= Peter Beal =

British scholar of manuscripts (1944–2024)

Peter George Beal, FBA, FSA (16 April 1944 – 31 May 2024) was a British manuscript expert and indexer.

==Life and career==
Educated at the University of Leeds, Beal worked in publishing as an editor before entering the auction house Sotheby's in 1980, where he was director of the department of printed books and manuscripts from 1996 to 2005. Beal's achievements at Sotheby’s were considerable. His achievements at Sotheby’s include: 1) catalogued the Duke and Duchess of Windsor’s papers for the sale of their entire estate; 2) cataloguing Winston Churchill’s papers; 3) He working on the only letter written in Arabic, by Lawrence of Arabia; 4) cataloguing the papers of Ted Heath and other statesmen; 5) the papers of Alice Liddell (Lewis Carroll’s “Alice”), the Thomas Hardy collection of Fred Adams, papers and letters by Jane Austen, the Bronte sisters, Arthur Conan Doyle, Oscar Wilde, James Joyce and Samuel Beckett.

Beal was responsible for editing the Index of English Literary Manuscripts between 1966 and 1993. This was a project to produce a full catalogue of manuscripts of 128 key authors from the period; spanning 23,000 entries, it included authors with entries in The Concise Cambridge Bibliography of English Literature (1974). He supported an AHRC-funded project to digitise and update the index; this was launched in 2011.
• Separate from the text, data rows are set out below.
//! In-memory node client for exercising the pool and correlator.

use crate::client::{BlockData, NodeClient, PendingTransaction, TransactionReceipt, TransportError};
use alloy_primitives::{Address, B256};
use async_trait::async_trait;
use blockscope_fees::FeeTerms;
use std::collections::HashMap;
use std::sync::atomic::{AtomicUsize, Ordering};

/// A legacy-terms pending transaction for tests.
pub(crate) fn pending_legacy(hash: B256, gas_price: u128, gas_limit: u64) -> PendingTransaction {
    PendingTransaction {
        hash,
        from: Address::ZERO,
        fee_terms: FeeTerms::Legacy { gas_price },
        gas_limit,
    }
}

/// Scripted node endpoint: either fails every call or serves fixed data.
#[derive(Debug, Default)]
pub(crate) struct MockNodeClient {
    name: String,
    fail: bool,
    height: u64,
    pending: Vec<PendingTransaction>,
    block: Option<BlockData>,
    receipts: HashMap<B256, u64>,
    calls: AtomicUsize,
}

impl MockNodeClient {
    pub(crate) fn healthy(name: &str) -> Self {
        Self {
            name: name.to_string(),
            ..Self::default()
        }
    }

    pub(crate) fn failing(name: &str) -> Self {
        Self {
            name: name.to_string(),
            fail: true,
            ..Self::default()
        }
    }

    pub(crate) fn with_height(mut self, height: u64) -> Self {
        self.height = height;
        self
    }

    pub(crate) fn with_pending(mut self, pending: Vec<PendingTransaction>) -> Self {
        self.pending = pending;
        self
    }

    pub(crate) fn with_block(
        mut self,
        number: u64,
        base_fee_per_gas: u128,
        transactions: Vec<PendingTransaction>,
    ) -> Self {
        self.block = Some(BlockData {
            number,
            base_fee_per_gas,
            transactions,
        });
        self
    }

    pub(crate) fn with_receipt(mut self, hash: B256, gas_used: u64) -> Self {
        self.receipts.insert(hash, gas_used);
        self
    }

    pub(crate) fn calls(&self) -> usize {
        self.calls.load(Ordering::Relaxed)
    }

    fn guard(&self) -> Result<(), TransportError> {
        self.calls.fetch_add(1, Ordering::Relaxed);
        if self.fail {
            Err(TransportError::Rpc {
                code: -32000,
                message: "mock endpoint failure".to_string(),
            })
        } else {
            Ok(())
        }
    }
}

#[async_trait]
impl NodeClient for MockNodeClient {
    async fn pending_transactions(&self) -> Result<Vec<PendingTransaction>, TransportError> {
        self.guard()?;
        Ok(self.pending.clone())
    }

    async fn block_by_number(&self, number: u64) -> Result<BlockData, TransportError> {
        self.guard()?;
        self.block
            .as_ref()
            .filter(|block| block.number == number)
            .cloned()
            .ok_or(TransportError::MissingResult)
    }

    async fn transaction_receipt(
        &self,
        hash: B256,
    ) -> Result<TransactionReceipt, TransportError> {
        self.guard()?;
        self.receipts
            .get(&hash)
            .map(|&gas_used| TransactionReceipt { gas_used })
            .ok_or(TransportError::MissingResult)
    }

    async fn block_number(&self) -> Result<u64, TransportError> {
        self.guard()?;
        Ok(self.height)
    }

    fn endpoint(&self) -> &str {
        &self.name
    }
}
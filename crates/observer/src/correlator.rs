use crate::client::BlockData;
use crate::dataset::DatasetWriter;
use crate::error::TickError;
use crate::mempool::MempoolTracker;
use crate::pool::EndpointPool;
use alloy_primitives::B256;
use blockscope_fees::{committed_fee_wei, paid_fee_wei, BlockRecord, EtherAmount, FeeEntry, Payment};
use std::collections::{BTreeMap, HashSet};
use tracing::{debug, warn};

/// Terminal outcome of one correlation pass.
///
/// The pass walks `Idle -> BlockDetected -> Fetched -> Correlated ->
/// (Persisted | Skipped) -> Idle`; the two terminal states both advance the
/// processed-height marker so a block is never reprocessed.
#[derive(Debug, Clone, PartialEq)]
pub enum TickOutcome {
    /// Chain height unchanged; nothing to do.
    NoNewBlock,
    /// The block cleared the capture-rate gate and its record was merged.
    Persisted {
        /// Height of the captured block.
        height: u64,
        /// Share of the block's transactions seen in the local mempool.
        capture_rate: f64,
        /// Number of block transactions that came from the local mempool.
        confirmed: usize,
    },
    /// The local mempool view was too incomplete to trust; economics were
    /// discarded but confirmed hashes were still removed and the height
    /// marker advanced.
    Skipped {
        /// Height of the skipped block.
        height: u64,
        /// Capture rate that failed the gate.
        capture_rate: f64,
    },
}

/// Detects new blocks, gates them on capture rate and builds their records.
#[derive(Debug)]
pub struct BlockCorrelator {
    capture_threshold: f64,
    last_processed: u64,
}

impl BlockCorrelator {
    /// Correlator starting after `last_processed`; blocks at or below that
    /// height are considered already handled.
    pub const fn new(capture_threshold: f64, last_processed: u64) -> Self {
        Self {
            capture_threshold,
            last_processed,
        }
    }

    /// Height of the most recently processed block.
    pub const fn last_processed(&self) -> u64 {
        self.last_processed
    }

    /// Run one correlation pass against the current chain head.
    pub async fn process(
        &mut self,
        pool: &EndpointPool,
        mempool: &mut MempoolTracker,
        writer: &DatasetWriter,
    ) -> Result<TickOutcome, TickError> {
        let height = pool.block_number().await?;
        if height <= self.last_processed {
            return Ok(TickOutcome::NoNewBlock);
        }

        let block = pool.block_by_number(height).await?;
        let block_hashes: HashSet<B256> = block.transactions.iter().map(|tx| tx.hash).collect();
        let mempool_hashes = mempool.hashes();
        let confirmed: Vec<B256> = block_hashes
            .intersection(&mempool_hashes)
            .copied()
            .collect();
        let capture_rate = if block_hashes.is_empty() {
            0.0
        } else {
            confirmed.len() as f64 * 100.0 / block_hashes.len() as f64
        };
        debug!(
            height,
            mempool = mempool.len(),
            block_txs = block_hashes.len(),
            confirmed = confirmed.len(),
            capture_rate,
            "correlated block against mempool view"
        );

        let persist = !block_hashes.is_empty() && capture_rate >= self.capture_threshold;
        let outcome = if persist {
            let record = build_record(pool, &block, &block_hashes, mempool).await;
            writer.merge(height, &record)?;
            TickOutcome::Persisted {
                height,
                capture_rate,
                confirmed: confirmed.len(),
            }
        } else {
            TickOutcome::Skipped {
                height,
                capture_rate,
            }
        };

        // Confirmed hashes leave the mempool and the height marker advances
        // on both paths, persisted or not.
        mempool.remove_confirmed(confirmed.iter());
        self.last_processed = height;
        Ok(outcome)
    }
}

/// Assemble the block's record: every confirmed transaction's committed and
/// paid fees, plus an unconfirmed entry for each still-pending mempool
/// transaction. Per-transaction failures are isolated: a missing receipt or
/// corrupt fee terms drop that transaction, never the block.
async fn build_record(
    pool: &EndpointPool,
    block: &BlockData,
    block_hashes: &HashSet<B256>,
    mempool: &MempoolTracker,
) -> BlockRecord {
    let base_fee = block.base_fee_per_gas;
    let mut transactions = BTreeMap::new();
    let mut total_priority_fee: u128 = 0;

    for tx in &block.transactions {
        let receipt = match pool.transaction_receipt(tx.hash).await {
            Ok(receipt) => receipt,
            Err(err) => {
                warn!(tx = %tx.hash, %err, "receipt unavailable, skipping transaction");
                continue;
            }
        };
        let paid = match paid_fee_wei(&tx.fee_terms, base_fee, receipt.gas_used) {
            Ok(paid) => paid,
            Err(err) => {
                warn!(tx = %tx.hash, %err, "malformed fee terms, skipping transaction");
                continue;
            }
        };
        total_priority_fee = total_priority_fee.saturating_add(paid);
        transactions.insert(
            tx.hash,
            FeeEntry {
                fee: EtherAmount::from_wei(committed_fee_wei(&tx.fee_terms, tx.gas_limit)),
                payment: Payment::Settled(EtherAmount::from_wei(paid)),
            },
        );
    }

    for (hash, tracked) in mempool.iter() {
        if block_hashes.contains(hash) {
            continue;
        }
        transactions.insert(
            *hash,
            FeeEntry {
                fee: EtherAmount::from_wei(committed_fee_wei(
                    &tracked.tx.fee_terms,
                    tracked.tx.gas_limit,
                )),
                payment: Payment::Unconfirmed,
            },
        );
    }

    BlockRecord {
        transactions,
        total_priority_fee: EtherAmount::from_wei(total_priority_fee),
    }
}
In 1998, Beal was editor or co-editor of the British Library's series English Manuscript Studies, 1100–1700.

Beal was elected a fellow of the British Academy in 1993.

Beal was the Lyell Reader in Bibliography at the University of Oxford from 1995 to 1996. His lectures were titled "In Praise of Scribes: Manuscripts and Their Makers in Seventeenth-Century England". They were assessed at length in The Book Collector in 2000.

From 2002, he was a senior research fellow at the Institute of English Studies in the University of London.

In 2007, he was elected a fellow of the Society of Antiquaries of London.

In 2012 Essays in Honour of Peter Beal was published by the British Library.

Beal died from pneumonia on 31 May 2024, at the age of 80.

== Selected publications ==
- Index of English Literary Manuscripts, 1450–1700, 4 vols (London: Mansell, 1980–1993)
- In Praise of Scribes: Manuscripts and their Makers in Seventeenth-Century England (Oxford: Oxford University Press, 1998).
- Beal, Peter, and Grace Ioppolo. 2002. Manuscripts and Their Makers in the English Renaissance. London: British Library.
- Beal, Peter. 2007. New Texts and Discoveries in Early Modern English Manuscripts. London: British Library.
- (editor, with Grace Ioppolo) Elizabeth I and the Culture of Writing (London: British Library, 2007)
- A Dictionary of English Manuscript Terminology (Oxford: Oxford University Press, 2008)
- Discovering, Identifying and Editing Early Modern Manuscripts. 2013. London: British Library.